De nombreux travaux ont déjà été consacrés à ce qu’il est convenu d’appeler « l’effet week-end », qui décrit le risque supérieur de mortalité associé aux hospitalisations les samedi et dimanche. Si ce risque semble désormais bien établi, les causes en sont beaucoup moins évidentes. Il a été dit (mais pas toujours par les auteurs des études) que l’origine de cet excès de mortalité pouvait être la diminution fréquente des effectifs dans les services hospitaliers pendant le week-end. Mais l’on peut toutefois s’interroger sur ce paradoxe : pourquoi cette situation de « sous-effectif » n’a-t-elle de conséquences délétères que pour les patients admis le week-end et non pour ceux qui sont déjà à l’hôpital ? Quoi qu’il en soit certaines autorités sanitaires se sont engagées à fournir la même offre de soin quel que soit le jour de la semaine. D’autres explications peuvent toutefois être évoquées : par exemple, il est possible que les patients admis au cours du week-end aient des caractéristiques différentes de ceux qui sont adressés les autres jours.
Une équipe du Royaume-Uni a voulu éprouver cette hypothèse.

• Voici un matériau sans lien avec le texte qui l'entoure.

//! Simple Program - a deterministic fixture for debuggers and tracing tools
//!
//! This library provides the recursive factorial and fibonacci routines the
//! `simple_program` binary runs, plus call instrumentation and report
//! rendering so the fixture's behavior can be checked without a debugger.

pub mod cli;
pub mod commands;
pub mod common;
pub mod math;
pub mod report;
pub mod trace;

// Re-export commonly used types for tests
pub use common::{Error, Result};
pub use math::{array_sum, factorial, fibonacci, FIXTURE_ARRAY};
pub use report::Report;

Les auteurs ont analysé les données de plus de 500 mille admissions aux urgences, concernant 257 mille individus. Au total 18 mille décès (4,7 %) se sont produits dans les 30 jours parmi les patients hospitalisés un jour de semaine et 6 070 (5,1 %) parmi les patients hospitalisés au cours du week-end. D’autres patients (n = 9 343) ont fait l’objet de 9 707 hospitalisations en urgence pendant les vacances, et parmi eux 559 (5,8 %) sont décédés avant 30 jours.
Des patients en moins bon état de santé
Mais les auteurs ne se sont pas arrêtés à ce constat et ont examiné les constantes biologiques et biochimiques dosées au moment des hospitalisations, reflétant l’état général des patients et l’existence d’une éventuelle dysrégulation métabolique ou d’une infection : numération sanguine, plaquettes, C-reactiv protéine, urée, bilirubine, créatinine, albumine, alanine-amino-transférase, phosphatases alcalines, sodium et potassium.
Des différences notables existent dans les résultats de ces dosages selon qu’ils concernent des patients admis aux urgences le week-end ou en semaine et il apparaît que ces résultats sont des éléments prédictifs puissants et indépendants de la mortalité à 30 jours. A tel point que l’ajustement pour ces résultats réduit sérieusement l’importance de l’effet week-end. Cet ajustement réduit de 33 % l’excès de mortalité associé aux hospitalisations du samedi, de 52 % celui des hospitalisations du dimanche et de 87 % l’excès de mortalité après une hospitalisation pendant les vacances. Plus précisément encore, avec l’ajustement pour les résultats des tests sanguins, le fameux effet week-end est limité aux admissions ayant lieu entre 11heures et 15 heures le samedi et le dimanche, sans excès de mortalité pour les admissions pendant la nuit.
Il ressort de tout ceci que la pénurie de personnel ne peut pas, à elle seule, être tenue pour responsable de l’effet week-end. Le degré d’altération plus important de l’état de santé des patients qui se présentent aux urgences à certaines heures du week-end semble entrer aussi en ligne de compte. Reste à étudier les raisons de ce phénomène. Selon les auteurs, ce pourrait être lié à l’organisation des soins de ville conduisant à un retard de prise en charge le week-end.
Mais l’on peut craindre aussi que les patients, alertés par la médiatisation du fameux effet week-end, retardent le moment de se présenter aux urgences, de crainte d’être moins bien soignés. Un effet « effet week-end », en quelque sorte.